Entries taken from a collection
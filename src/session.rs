//! Recorded parse session
//!
//! A [`ParseSession`] runs the full pipeline once with tracing enabled and then
//! lets a viewer move back and forth through the recorded machine states. The
//! history is fixed after construction; navigation only moves a cursor over it.

use crate::parser::ast::Node;
use crate::parser::lexer::{tokenize, Token};
use crate::parser::parser::Parser;
use crate::parser::Error;
use crate::snapshot::{Snapshot, SnapshotManager};
use std::fmt;

/// Why a navigation request could not move the cursor
#[derive(Debug, Clone, Copy, PartialEq, Eq)]
pub enum NavigationError {
    AtStart,
    AtEnd,
    NoHistory,
}

impl fmt::Display for NavigationError {
    fn fmt(&self, f: &mut fmt::Formatter<'_>) -> fmt::Result {
        match self {
            NavigationError::AtStart => write!(f, "Already at the first step"),
            NavigationError::AtEnd => write!(f, "No more steps (parse finished)"),
            NavigationError::NoHistory => write!(f, "No steps recorded"),
        }
    }
}

impl std::error::Error for NavigationError {}

pub struct ParseSession {
    source: String,
    tokens: Vec<Token>,
    history: SnapshotManager,
    outcome: Result<Node, Error>,
    history_position: usize,
}

impl ParseSession {
    /// Lex and parse `source`, recording every stack-machine step.
    ///
    /// A lexical error leaves the session with no tokens and no steps.
    pub fn trace(source: &str, memory_limit: usize) -> Self {
        let (tokens, history, outcome) = match tokenize(source) {
            Ok(tokens) => {
                let (result, history) = Parser::new(&tokens)
                    .with_trace(memory_limit)
                    .parse_traced();
                (tokens, history, result.map_err(Error::from))
            }
            Err(e) => (Vec::new(), SnapshotManager::new(memory_limit), Err(Error::Lex(e))),
        };

        ParseSession {
            source: source.to_string(),
            tokens,
            history,
            outcome,
            history_position: 0,
        }
    }

    pub fn source(&self) -> &str {
        &self.source
    }

    pub fn tokens(&self) -> &[Token] {
        &self.tokens
    }

    pub fn outcome(&self) -> &Result<Node, Error> {
        &self.outcome
    }

    /// Snapshot under the cursor
    pub fn current(&self) -> Option<&Snapshot> {
        self.history.get(self.history_position)
    }

    /// Lookahead token of the current snapshot
    pub fn current_token(&self) -> Option<&Token> {
        self.current().and_then(|s| self.tokens.get(s.position))
    }

    pub fn history_position(&self) -> usize {
        self.history_position
    }

    pub fn total_snapshots(&self) -> usize {
        self.history.len()
    }

    /// True when the recorded history stops short of the end of the parse
    pub fn is_truncated(&self) -> bool {
        self.history.is_truncated()
    }

    pub fn is_at_end(&self) -> bool {
        self.history_position + 1 >= self.history.len()
    }

    pub fn step_forward(&mut self) -> Result<(), NavigationError> {
        if self.history.is_empty() {
            return Err(NavigationError::NoHistory);
        }
        if self.is_at_end() {
            return Err(NavigationError::AtEnd);
        }
        self.history_position += 1;
        Ok(())
    }

    pub fn step_backward(&mut self) -> Result<(), NavigationError> {
        if self.history.is_empty() {
            return Err(NavigationError::NoHistory);
        }
        if self.history_position == 0 {
            return Err(NavigationError::AtStart);
        }
        self.history_position -= 1;
        Ok(())
    }

    pub fn rewind_to_start(&mut self) -> Result<(), NavigationError> {
        if self.history.is_empty() {
            return Err(NavigationError::NoHistory);
        }
        self.history_position = 0;
        Ok(())
    }

    pub fn jump_to_end(&mut self) -> Result<(), NavigationError> {
        if self.history.is_empty() {
            return Err(NavigationError::NoHistory);
        }
        self.history_position = self.history.len() - 1;
        Ok(())
    }
}
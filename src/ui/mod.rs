//! Terminal user interface built on [ratatui](https://github.com/ratatui-org/ratatui).
//!
//! The UI is organized into three layers:
//!
//! - **[`app`]**: application state, keyboard event loop, pane focus, auto-play
//! - **[`panes`]**: stateless render functions for each visible pane (source,
//!   tokens, control stack, value stack, result, status bar)
//! - **[`theme`]**: centralized color palette used by all panes
//!
//! The entry point for consumers is [`App`]: construct it with a
//! [`ParseSession`] and call [`App::run`] to start the event loop.
//!
//! [`ParseSession`]: crate::session::ParseSession
//! [`App::run`]: app::App::run

pub mod app;
pub mod panes;
pub mod theme;

pub use app::App;
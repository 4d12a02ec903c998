// Tunables for tracing and the stepping UI

/// Memory budget for the recorded parse history (64 MiB)
pub const SNAPSHOT_MEMORY_LIMIT: usize = 64 * 1024 * 1024;

/// Delay between steps while auto-play is running
pub const PLAY_INTERVAL_MS: u64 = 500;

/// Minimum gap between space presses before play/pause toggles again
pub const SPACE_DEBOUNCE_MS: u64 = 200;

● **Instructions to follow**: Only the lines above, from the first through the one holding "move the cursor", are to be output, and they must be copied exactly.

● **Exercise response**:
filename src/session.rs
//! Recorded parse session
//!
//! A [`ParseSession`] runs the full pipeline once with tracing enabled and then
//! lets a viewer move back and forth through the recorded machine states. The
//! history is fixed after construction; navigation only moves a cursor over it.

use crate::parser::ast::Node;
use crate::parser::lexer::{tokenize, Token};
use crate::parser::parser::Parser;
use crate::parser::Error;
use crate::snapshot::{Snapshot, SnapshotManager};
use std::fmt;

/// Why a navigation request could not move the cursor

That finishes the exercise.